In study of rats, the more fattening foods they ate, the more they wanted
SUNDAY, March 28 (HealthDay News) -- Obese people often say they'd like to eat less but feel almost powerless to stop indulging, and now new research suggests that explanation might be all too true.
The theory stems from a study in rats. When researchers gave the rats unlimited access to a calorie-laden diet of bacon, pound cake, candy bars and other junk food, the rats quickly gained lots of weight. As they plumped up, eating became such a compulsion that they kept chowing down even when they knew they would receive an unpleasant electric shock to their foot if they did so.
Meanwhile, rats fed the human equivalent of a well-balanced, healthy diet -- and given only limited access to the junk food -- didn't gain much weight and knew enough to stop eating when they received the cue that a foot shock was imminent.
Even more startling, the researchers report, is that when they took away the junk food from the obese rats and replaced it with healthier chow, the obese rats went on something of a hunger strike. For two weeks, they refused to eat hardly anything at all.
"They went into voluntary starvation," said study author Paul Kenny, an associate professor at Scripps Research Institute in Jupiter, Fla.
So what might this say about human behavior?
Researchers aren't certain if the results apply to people struggling with their weight.

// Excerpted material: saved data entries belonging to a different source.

//! Standalone REST API server binary.
//!
//! ## Purpose
//! Runs the REST API server on its own.
//!
//! ## Intended use
//! Useful for development and debugging of the HTTP surface. The workspace's main
//! `ehr-summary-run` binary serves the same router.

use api_rest::{router, AppState};
use summary_core::{SummaryConfig, SummaryEngine};
use tracing_subscriber::{layer::SubscriberExt, util::SubscriberInitExt};

/// Main entry point for the EHR summary REST API server
///
/// Starts the REST API server on the configured address (default: 0.0.0.0:3000).
///
/// # Environment Variables
/// - `EHR_SUMMARY_REST_ADDR`: Server address (default: "0.0.0.0:3000")
/// - `EHR_SUMMARY_GENERATOR` and the `EHR_SUMMARY_LLM_*` variables: narrative generator
/// - `EHR_SUMMARY_CACHE_CAPACITY`: cached summaries, 0 disables the cache
///
/// # Errors
/// Returns an error if:
/// - the logging/tracing configuration cannot be initialised,
/// - the configuration is invalid,
/// - the server address cannot be bound, or
/// - the HTTP server fails while running.
#[tokio::main]
async fn main() -> anyhow::Result<()> {
    dotenvy::dotenv().ok();

    tracing_subscriber::registry()
        .with(
            tracing_subscriber::EnvFilter::from_default_env()
                .add_directive("api_rest=info".parse()?),
        )
        .with(tracing_subscriber::fmt::layer())
        .init();

    let cfg = SummaryConfig::from_env()?;
    let engine = SummaryEngine::from_config(&cfg)?;

    tracing::info!("-- Starting EHR summary REST API on {}", cfg.rest_addr());
    tracing::info!("-- Narrative generator: {}", engine.generator_id());

    let app = router(AppState::new(engine));
    let listener = tokio::net::TcpListener::bind(cfg.rest_addr()).await?;
    axum::serve(listener, app).await?;

    Ok(())
}
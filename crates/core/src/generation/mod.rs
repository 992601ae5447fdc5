//! Overview narrative generation.
//!
//! The engine decides every fact in a summary; a generator only words the overview paragraph from
//! a prepared [`NarrativeRequest`]. [`TemplateGenerator`] is deterministic and never fails.
//! [`RemoteGenerator`] asks an OpenAI-compatible chat-completions endpoint and reports any failure
//! as [`SummaryError::GenerationUnavailable`](crate::SummaryError::GenerationUnavailable).

mod prompts;
mod remote;
mod template;

pub use remote::{RemoteGenerator, RemoteSettings};
pub use template::TemplateGenerator;

use crate::SummaryResult;
use async_trait::async_trait;
use serde::Serialize;
use summary_types::{Audience, SummaryLength};

/// Facts the overview is written from, already filtered and worded for the audience.
#[derive(Clone, Debug, Default, PartialEq, Eq, Serialize)]
pub struct NarrativeRequest {
    pub audience: Audience,
    pub length: SummaryLength,
    pub demographics: String,
    pub chief_complaint: Option<String>,
    pub routine_visit: bool,
    pub problems: Vec<String>,
    pub worsening: Vec<String>,
    pub medication_count: usize,
    pub allergies: Vec<String>,
    pub no_known_allergies: bool,
    pub critical_findings: usize,
    pub findings: usize,
    pub pending: usize,
    pub actions: usize,
    pub urgent_actions: usize,
    /// Request-scoped seed derived from the content hash of the request.
    #[serde(skip)]
    pub seed: u64,
}

#[async_trait]
pub trait NarrativeGenerator: Send + Sync {
    /// Stable identifier, part of the cache key.
    fn id(&self) -> &str;

    async fn overview(&self, request: &NarrativeRequest) -> SummaryResult<String>;
}
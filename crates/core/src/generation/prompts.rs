//! Prompt text for the remote generator.

use super::NarrativeRequest;
use crate::{SummaryError, SummaryResult};
use summary_types::{Audience, SummaryLength};

const SYSTEM_PROMPT: &str = r#"You write the overview paragraph of a clinical summary.

RULES:
1. Use only the facts given between <facts> tags. Never add diagnoses, values or advice.
2. Mention every critical finding count and every worsening problem that is given.
3. Write plain prose: no headings, no lists, no markdown.
4. Answer with the paragraph only."#;

pub(super) fn system_prompt(audience: Audience, length: SummaryLength) -> String {
    let voice = match audience {
        Audience::Physician => "Write for a physician, using standard clinical terminology.",
        Audience::Specialist => {
            "Write for a specialist colleague, using precise clinical terminology."
        }
        Audience::Nurse => "Write for a nurse, framing the content as tasks and things to monitor.",
        Audience::Patient => {
            "Write for the patient in the second person, in plain language, explaining any \
             medical term you use."
        }
    };
    let size = match length {
        SummaryLength::Brief => "Use one or two sentences.",
        SummaryLength::Standard => "Use three to four sentences.",
        SummaryLength::Comprehensive => "Use up to six sentences and include the counts given.",
    };
    format!("{SYSTEM_PROMPT}\n\n{voice}\n{size}")
}

pub(super) fn user_prompt(request: &NarrativeRequest) -> SummaryResult<String> {
    let facts = serde_json::to_string_pretty(request).map_err(|e| {
        SummaryError::GenerationUnavailable(format!("failed to serialise narrative request: {e}"))
    })?;
    Ok(format!("<facts>\n{facts}\n</facts>\n\nWrite the overview paragraph."))
}

#[cfg(test)]
mod tests {
    use super::*;

    #[test]
    fn test_system_prompt_follows_audience_and_length() {
        let prompt = system_prompt(Audience::Patient, SummaryLength::Brief);
        assert!(prompt.contains("second person"));
        assert!(prompt.contains("one or two sentences"));
    }

    #[test]
    fn test_user_prompt_wraps_facts() {
        let request = NarrativeRequest {
            demographics: "65-year-old male".into(),
            ..NarrativeRequest::default()
        };
        let prompt = user_prompt(&request).expect("prompt");
        assert!(prompt.starts_with("<facts>"));
        assert!(prompt.contains("\"demographics\": \"65-year-old male\""));
        assert!(!prompt.contains("seed"));
    }
}
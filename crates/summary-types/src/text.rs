/// Errors that can occur when creating validated text types.
#[derive(Debug, thiserror::Error)]
pub enum TextError {
    /// The input text was empty or contained only whitespace
    #[error("Text cannot be empty")]
    Empty,
}

/// A string type that guarantees non-empty, whitespace-normalised content.
///
/// Leading and trailing whitespace is trimmed and inner runs of whitespace are collapsed to a
/// single space, so two spellings of the same clinical phrase compare equal.
#[derive(Debug, Clone, PartialEq, Eq, Hash)]
pub struct NonEmptyText(String);

impl NonEmptyText {
    /// Creates a new `NonEmptyText` from the given input.
    ///
    /// # Errors
    ///
    /// Returns `TextError::Empty` if the input is empty or contains only whitespace.
    pub fn new(input: impl AsRef<str>) -> Result<Self, TextError> {
        let collapsed = input.as_ref().split_whitespace().collect::<Vec<_>>().join(" ");
        if collapsed.is_empty() {
            return Err(TextError::Empty);
        }
        Ok(Self(collapsed))
    }

    /// Returns the inner string as a string slice.
    pub fn as_str(&self) -> &str {
        &self.0
    }

    /// Consumes the wrapper and returns the owned string.
    pub fn into_string(self) -> String {
        self.0
    }
}

impl std::fmt::Display for NonEmptyText {
    fn fmt(&self, f: &mut std::fmt::Formatter<'_>) -> std::fmt::Result {
        write!(f, "{}", self.0)
    }
}

impl AsRef<str> for NonEmptyText {
    fn as_ref(&self) -> &str {
        &self.0
    }
}

impl serde::Serialize for NonEmptyText {
    fn serialize<S>(&self, serializer: S) -> Result<S::Ok, S::Error>
    where
        S: serde::Serializer,
    {
        serializer.serialize_str(&self.0)
    }
}

impl<'de> serde::Deserialize<'de> for NonEmptyText {
    fn deserialize<D>(deserializer: D) -> Result<Self, D::Error>
    where
        D: serde::Deserializer<'de>,
    {
        let s = String::deserialize(deserializer)?;
        NonEmptyText::new(&s).map_err(serde::de::Error::custom)
    }
}

#[cfg(test)]
mod tests {
    use super::*;

    #[test]
    fn test_new_collapses_whitespace() {
        let text = NonEmptyText::new("  Metformin   500mg\ttwice daily ").expect("non-empty");
        assert_eq!(text.as_str(), "Metformin 500mg twice daily");
    }

    #[test]
    fn test_new_rejects_blank_input() {
        assert!(matches!(NonEmptyText::new(" \n\t "), Err(TextError::Empty)));
        assert!(matches!(NonEmptyText::new(""), Err(TextError::Empty)));
    }
}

But they say it's possible that a diet heavy in highly rewarding foods -- quite literally, sausages, cheesecake and other highly processed foods -- might cause changes in the brain's reward system for satiety.
When that goes awry, the result is not only that people gain weight, but that they feel compelled to seek out more and more junk food.
The findings were published online March 28 in Nature Neuroscience.